Description of the task
Retype, exactly as they appear below, the lines between the line holding "pub fn code(self)" and the line holding "impl std::fmt::Display for SensorErrorKind", both ends included.

Material supplied

----

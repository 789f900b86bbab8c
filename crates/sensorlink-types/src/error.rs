//! Error taxonomy surfaced to sensor clients.

use bincode::{Decode, Encode};
use serde::{Deserialize, Serialize};

/// Kind of the error currently recorded for a sensor session.
///
/// The remote service reports its own error state as a plain integer
/// (`errorCodeInt`); codes this client does not know are passed through
/// as [`SensorErrorKind::Other`].
#[derive(Debug, Clone, Copy, Default, PartialEq, Eq, Hash, Serialize, Deserialize, Encode, Decode)]
pub enum SensorErrorKind {
    #[default]
    NoError,
    /// The data socket could not be connected, or was lost or failed to close.
    ClientSocketError,
    /// The remote service refused to start the sensor.
    HwSensorStartFailed,
    /// Any other failed control request (stop and every setter).
    CannotAccessSensor,
    /// A remote code outside this taxonomy.
    Other(i32),
}

impl SensorErrorKind {
    /// Numeric code used on the wire.
    pub fn code(self) -> i32 {
        match self {
            Self::NoError => 0,
            Self::ClientSocketError => 1,
            Self::HwSensorStartFailed => 2,
            Self::CannotAccessSensor => 3,
            Self::Other(code) => code,
        }
    }

    /// Map a wire code back to a kind.
    pub fn from_code(code: i32) -> Self {
        match code {
            0 => Self::NoError,
            1 => Self::ClientSocketError,
            2 => Self::HwSensorStartFailed,
            3 => Self::CannotAccessSensor,
            other => Self::Other(other),
        }
    }

    pub fn is_error(self) -> bool {
        self != Self::NoError
    }
}

impl std::fmt::Display for SensorErrorKind {
    fn fmt(&self, f: &mut std::fmt::Formatter<'_>) -> std::fmt::Result {
        match self {
            Self::NoError => write!(f, "NoError"),
            Self::ClientSocketError => write!(f, "ClientSocketError"),
            Self::HwSensorStartFailed => write!(f, "HwSensorStartFailed"),
            Self::CannotAccessSensor => write!(f, "CannotAccessSensor"),
            Self::Other(code) => write!(f, "Other({code})"),
        }
    }
}

/// Error returned by the remote service for a single control request.
#[derive(Debug, Clone, PartialEq, Eq, Serialize, Deserialize, Encode, Decode)]
pub struct RemoteError {
    /// Machine-readable error name, e.g. `NoSuchMethod`.
    pub name: String,
    /// Human-readable message, surfaced verbatim through the error state.
    pub message: String,
}

impl RemoteError {
    pub fn new(name: impl Into<String>, message: impl Into<String>) -> Self {
        Self {
            name: name.into(),
            message: message.into(),
        }
    }

    /// The channel went away before the reply arrived.
    pub fn disconnected() -> Self {
        Self::new("Disconnected", "control channel closed before reply")
    }
}

impl std::fmt::Display for RemoteError {
    fn fmt(&self, f: &mut std::fmt::Formatter<'_>) -> std::fmt::Result {
        write!(f, "{}: {}", self.name, self.message)
    }
}

impl std::error::Error for RemoteError {}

----

Task result
    pub fn code(self) -> i32 {
        match self {
            Self::NoError => 0,
            Self::ClientSocketError => 1,
            Self::HwSensorStartFailed => 2,
            Self::CannotAccessSensor => 3,
            Self::Other(code) => code,
        }
    }

    /// Map a wire code back to a kind.
    pub fn from_code(code: i32) -> Self {
        match code {
            0 => Self::NoError,
            1 => Self::ClientSocketError,
            2 => Self::HwSensorStartFailed,
            3 => Self::CannotAccessSensor,
            other => Self::Other(other),
        }
    }

    pub fn is_error(self) -> bool {
        self != Self::NoError
    }
}

impl std::fmt::Display for SensorErrorKind {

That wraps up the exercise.